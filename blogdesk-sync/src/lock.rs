//! Per-entry operation locks.
//!
//! An edit session blocks its entry so the background synchronizer (or a
//! second session) leaves it alone. Locks are keyed by component and entry
//! key; unrelated entries never contend.

use crate::error::{SyncError, SyncResult};
use std::collections::HashSet;
use std::fmt;
use std::sync::{Arc, Mutex, MutexGuard};
use tracing::debug;

type LockKey = (String, String);

/// Registry of blocked operations, shared by sessions and the synchronizer.
#[derive(Debug, Clone, Default)]
pub struct LockRegistry {
    blocked: Arc<Mutex<HashSet<LockKey>>>,
}

impl LockRegistry {
    pub fn new() -> Self {
        Self::default()
    }

    /// Blocks `key` within `component`. Fails if it is already blocked.
    pub fn block(&self, component: &str, key: impl fmt::Display) -> SyncResult<OperationGuard> {
        let lock_key = (component.to_string(), key.to_string());
        if !self.entries().insert(lock_key.clone()) {
            return Err(SyncError::Locked(format!("{}:{}", lock_key.0, lock_key.1)));
        }
        debug!("Blocked operation {}:{}", lock_key.0, lock_key.1);
        Ok(OperationGuard {
            registry: self.clone(),
            key: Some(lock_key),
        })
    }

    pub fn is_blocked(&self, component: &str, key: impl fmt::Display) -> bool {
        self.entries()
            .contains(&(component.to_string(), key.to_string()))
    }

    fn unblock(&self, key: &LockKey) {
        self.entries().remove(key);
        debug!("Unblocked operation {}:{}", key.0, key.1);
    }

    // A panic while holding the set cannot leave it inconsistent.
    fn entries(&self) -> MutexGuard<'_, HashSet<LockKey>> {
        self.blocked.lock().unwrap_or_else(|e| e.into_inner())
    }
}

/// Holds a blocked operation; unblocks it when released or dropped.
#[derive(Debug)]
pub struct OperationGuard {
    registry: LockRegistry,
    key: Option<LockKey>,
}

impl OperationGuard {
    pub fn release(mut self) {
        self.unblock();
    }

    fn unblock(&mut self) {
        if let Some(key) = self.key.take() {
            self.registry.unblock(&key);
        }
    }
}

impl Drop for OperationGuard {
    fn drop(&mut self) {
        self.unblock();
    }
}
//! Attachment reconciliation.
//!
//! Diffs an entry's attachment snapshots and decides where new files go:
//! into a server-side staging area when the device is online, or into the
//! entry's local folder otherwise.

use crate::error::SyncResult;
use crate::gateway::BlogGateway;
use crate::local_files::LocalFileStore;
use crate::offline::OfflineStore;
use blogdesk_types::{AttachmentsRef, EntryKey, FileEntry, FileKey};
use std::collections::HashSet;
use std::path::Path;
use std::sync::Arc;
use tracing::debug;

/// Files to add to and remove from an attachment set.
#[derive(Debug, Clone, Default, PartialEq, Eq)]
pub struct AttachmentDelta {
    pub to_add: Vec<FileEntry>,
    pub to_remove: Vec<FileEntry>,
}

impl AttachmentDelta {
    pub fn is_empty(&self) -> bool {
        self.to_add.is_empty() && self.to_remove.is_empty()
    }
}

/// Computes which files of `current` are new relative to `initial`, and
/// which files of `initial` are gone from `current`.
///
/// Files compare by [`FileKey`]; input order does not matter and duplicate
/// keys collapse to their first occurrence.
pub fn compute_delta(initial: &[FileEntry], current: &[FileEntry]) -> AttachmentDelta {
    let initial_keys: HashSet<FileKey> = initial.iter().map(FileEntry::key).collect();
    let current_keys: HashSet<FileKey> = current.iter().map(FileEntry::key).collect();

    AttachmentDelta {
        to_add: missing_from(current, &initial_keys),
        to_remove: missing_from(initial, &current_keys),
    }
}

fn missing_from(files: &[FileEntry], other: &HashSet<FileKey>) -> Vec<FileEntry> {
    let mut seen = HashSet::new();
    files
        .iter()
        .filter(|f| {
            let key = f.key();
            !other.contains(&key) && seen.insert(key)
        })
        .cloned()
        .collect()
}

/// True when the two lists do not hold the same files.
pub fn are_file_lists_different(a: &[FileEntry], b: &[FileEntry]) -> bool {
    if a.len() != b.len() {
        return true;
    }
    let mut a_keys: Vec<FileKey> = a.iter().map(FileEntry::key).collect();
    let mut b_keys: Vec<FileKey> = b.iter().map(FileEntry::key).collect();
    a_keys.sort();
    b_keys.sort();
    a_keys != b_keys
}

/// Places an entry's files either on the server or on disk.
#[derive(Clone)]
pub struct AttachmentPlacer {
    gateway: Arc<dyn BlogGateway>,
    offline: Arc<dyn OfflineStore>,
    files: LocalFileStore,
}

impl AttachmentPlacer {
    pub fn new(
        gateway: Arc<dyn BlogGateway>,
        offline: Arc<dyn OfflineStore>,
        files: LocalFileStore,
    ) -> Self {
        Self {
            gateway,
            offline,
            files,
        }
    }

    /// Uploads `files` into a new staging area when `online` and not
    /// `force_storage`; otherwise stores them in the folder of `key`.
    ///
    /// The destination is chosen before anything is transferred. Upload
    /// failures keep their kind, so callers can tell a rejection from an
    /// unreachable network.
    pub async fn place_files(
        &self,
        key: &EntryKey,
        files: &[FileEntry],
        online: bool,
        force_storage: bool,
    ) -> SyncResult<AttachmentsRef> {
        let folder = self.offline.folder_path(key);
        self.place_files_in(&folder, files, online, force_storage).await
    }

    /// Like [`place_files`](Self::place_files), with local storage going to
    /// `folder`.
    pub async fn place_files_in(
        &self,
        folder: &Path,
        files: &[FileEntry],
        online: bool,
        force_storage: bool,
    ) -> SyncResult<AttachmentsRef> {
        if online && !force_storage {
            debug!("Uploading {} file(s)", files.len());
            let area = self.gateway.upload_files(None, files).await?;
            return Ok(AttachmentsRef::Staged(area));
        }

        debug!("Storing {} file(s) in {:?}", files.len(), folder);
        let stored = self.files.store_files(folder, files).await?;
        Ok(AttachmentsRef::Local(stored))
    }
}
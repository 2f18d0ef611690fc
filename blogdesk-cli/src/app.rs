//! Commands of the `blogdesk` binary, on top of the sync layer.

use crate::config::AppConfig;
use anyhow::{bail, Context, Result};
use blogdesk_sync::{
    BlogGateway, DraftSynchronizer, EditSession, EditorUi, EventBus, LocalFileStore,
    LockRegistry, MoodleGateway, NetworkStatus, OfflineStore, OpenRequest, SaveOutcome,
    SessionConfig, SessionDeps, SqliteOfflineStore, SyncReport,
};
use blogdesk_types::{EntryKey, FileEntry, OfflineEntry, PublishState};
use std::path::PathBuf;
use std::sync::Arc;
use tracing::{debug, info};

/// Changes requested for an entry. Unset fields keep their current value.
#[derive(Debug, Clone, Default)]
pub struct EntryInput {
    pub subject: Option<String>,
    pub summary: Option<String>,
    pub publish_state: Option<PublishState>,
    pub course_id: Option<i64>,
    pub associate_with_course: Option<bool>,
    pub associate_with_module: Option<bool>,
    /// Files on disk to attach.
    pub attach: Vec<PathBuf>,
    /// Attachment names to remove.
    pub detach: Vec<String>,
}

impl EntryInput {
    async fn apply(&self, session: &mut EditSession) -> Result<()> {
        let form = session.form_mut();
        if let Some(subject) = &self.subject {
            form.subject = subject.clone();
        }
        if let Some(summary) = &self.summary {
            form.summary = summary.clone();
        }
        if let Some(state) = self.publish_state {
            form.publish_state = state;
        }
        if let Some(course) = self.associate_with_course {
            form.associate_with_course = course;
        }
        if let Some(module) = self.associate_with_module {
            form.associate_with_module = module;
        }

        for name in &self.detach {
            let index = session
                .files()
                .iter()
                .position(|f| f.filename() == name)
                .with_context(|| format!("No attachment named {name}"))?;
            session.remove_file(index);
        }

        for path in &self.attach {
            let metadata = tokio::fs::metadata(path)
                .await
                .with_context(|| format!("Cannot attach {}", path.display()))?;
            if !session.add_file(FileEntry::local(path.clone(), metadata.len())) {
                bail!("Attachment limit reached, {} not added", path.display());
            }
        }
        Ok(())
    }
}

/// Wired collaborators shared by every command.
pub struct App {
    deps: SessionDeps,
    network: Arc<NetworkStatus>,
}

impl App {
    /// Connects to the configured site and opens the draft database.
    pub fn open(config: &AppConfig, ui: Arc<dyn EditorUi>) -> Result<Self> {
        std::fs::create_dir_all(&config.data_dir)
            .with_context(|| format!("Failed to create {}", config.data_dir.display()))?;

        let gateway = MoodleGateway::new(config.moodle.clone())
            .context("Failed to create web service client")?;
        let offline = SqliteOfflineStore::open(config.database_path(), config.files_root())
            .context("Failed to open offline drafts")?;

        info!("Using site {}", config.moodle.site_url);
        Ok(Self::from_parts(
            Arc::new(gateway),
            Arc::new(offline),
            ui,
            config.session.clone(),
        ))
    }

    pub fn from_parts(
        gateway: Arc<dyn BlogGateway>,
        offline: Arc<dyn OfflineStore>,
        ui: Arc<dyn EditorUi>,
        session: SessionConfig,
    ) -> Self {
        let network = Arc::new(NetworkStatus::default());
        let deps = SessionDeps {
            gateway,
            offline,
            locks: LockRegistry::new(),
            connectivity: network.clone(),
            files: LocalFileStore::new(),
            ui,
            events: EventBus::default(),
            config: session,
        };
        Self { deps, network }
    }

    /// Treats the device as offline: attachments stay on disk.
    pub fn set_online(&self, online: bool) {
        self.network.set_online(online);
    }

    pub fn events(&self) -> &EventBus {
        &self.deps.events
    }

    /// Writes a new entry.
    pub async fn create(&self, input: &EntryInput) -> Result<SaveOutcome> {
        let mut request = OpenRequest::new_entry();
        if let Some(course) = input.course_id {
            request = request.with_course(course);
        }
        let mut session = EditSession::open(self.deps.clone(), request)
            .await
            .context("Failed to start a new entry")?;
        input.apply(&mut session).await?;
        debug!("Creating entry {}", session.key());
        Ok(session.save().await)
    }

    /// Edits an entry, its offline draft taking precedence. Returns `None`
    /// when the input changes nothing.
    pub async fn edit(&self, key: EntryKey, input: &EntryInput) -> Result<Option<SaveOutcome>> {
        let mut request = OpenRequest::edit(key);
        if let Some(course) = input.course_id {
            request = request.with_course(course);
        }
        let mut session = EditSession::open(self.deps.clone(), request)
            .await
            .with_context(|| format!("Failed to open entry {key}"))?;
        input.apply(&mut session).await?;

        if !session.has_data_changed() {
            info!("Entry {} unchanged, nothing to save", key);
            return Ok(None);
        }
        Ok(Some(session.save().await))
    }

    /// Drafts waiting on this device, oldest first.
    pub async fn drafts(&self) -> Result<Vec<OfflineEntry>> {
        Ok(self.deps.offline.list().await?)
    }

    /// Sends every draft that is not being edited.
    pub async fn sync(&self) -> Result<SyncReport> {
        let synchronizer = DraftSynchronizer::new(
            self.deps.gateway.clone(),
            self.deps.offline.clone(),
            self.deps.locks.clone(),
            self.deps.files.clone(),
            self.deps.events.clone(),
            self.deps.config.component.clone(),
        );
        Ok(synchronizer.sync_all().await?)
    }
}
//! Core type definitions for blogdesk.
//!
//! This crate defines the plain data shared by the sync core and the CLI:
//! - Entry identifiers and the `EntryKey` addressing scheme
//! - Server-side blog posts and locally persisted offline drafts
//! - Attachment file references and staging descriptors
//! - Web-service filters and context levels
//!
//! Nothing here performs I/O.

mod context;
mod entry;
mod files;
mod ids;

pub use context::{ContextLevel, EntryContext};
pub use entry::{BlogPost, EntryFilter, EntryOption, OfflineEntry, PublishState, SUMMARY_FORMAT_HTML};
pub use files::{AttachmentsRef, FileEntry, FileKey, RemoteFile, StoredFiles};
pub use ids::{AreaId, EntryId, EntryKey};

/// Errors that can occur in type operations.
#[derive(Debug, thiserror::Error)]
pub enum Error {
    #[error("invalid entry key: {0}")]
    InvalidKey(String),

    #[error("invalid publish state: {0}")]
    InvalidPublishState(String),
}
-------------------------
From the material above, retype precisely the lines between the line holding "type LockKey = (String, String);" and the line holding "pub fn new()", inclusive, and nothing beyond them.

## ANSWER BOX
type LockKey = (String, String);

/// Registry of blocked operations, shared by sessions and the synchronizer.
#[derive(Debug, Clone, Default)]
pub struct LockRegistry {
    blocked: Arc<Mutex<HashSet<LockKey>>>,
}

impl LockRegistry {
    pub fn new() -> Self {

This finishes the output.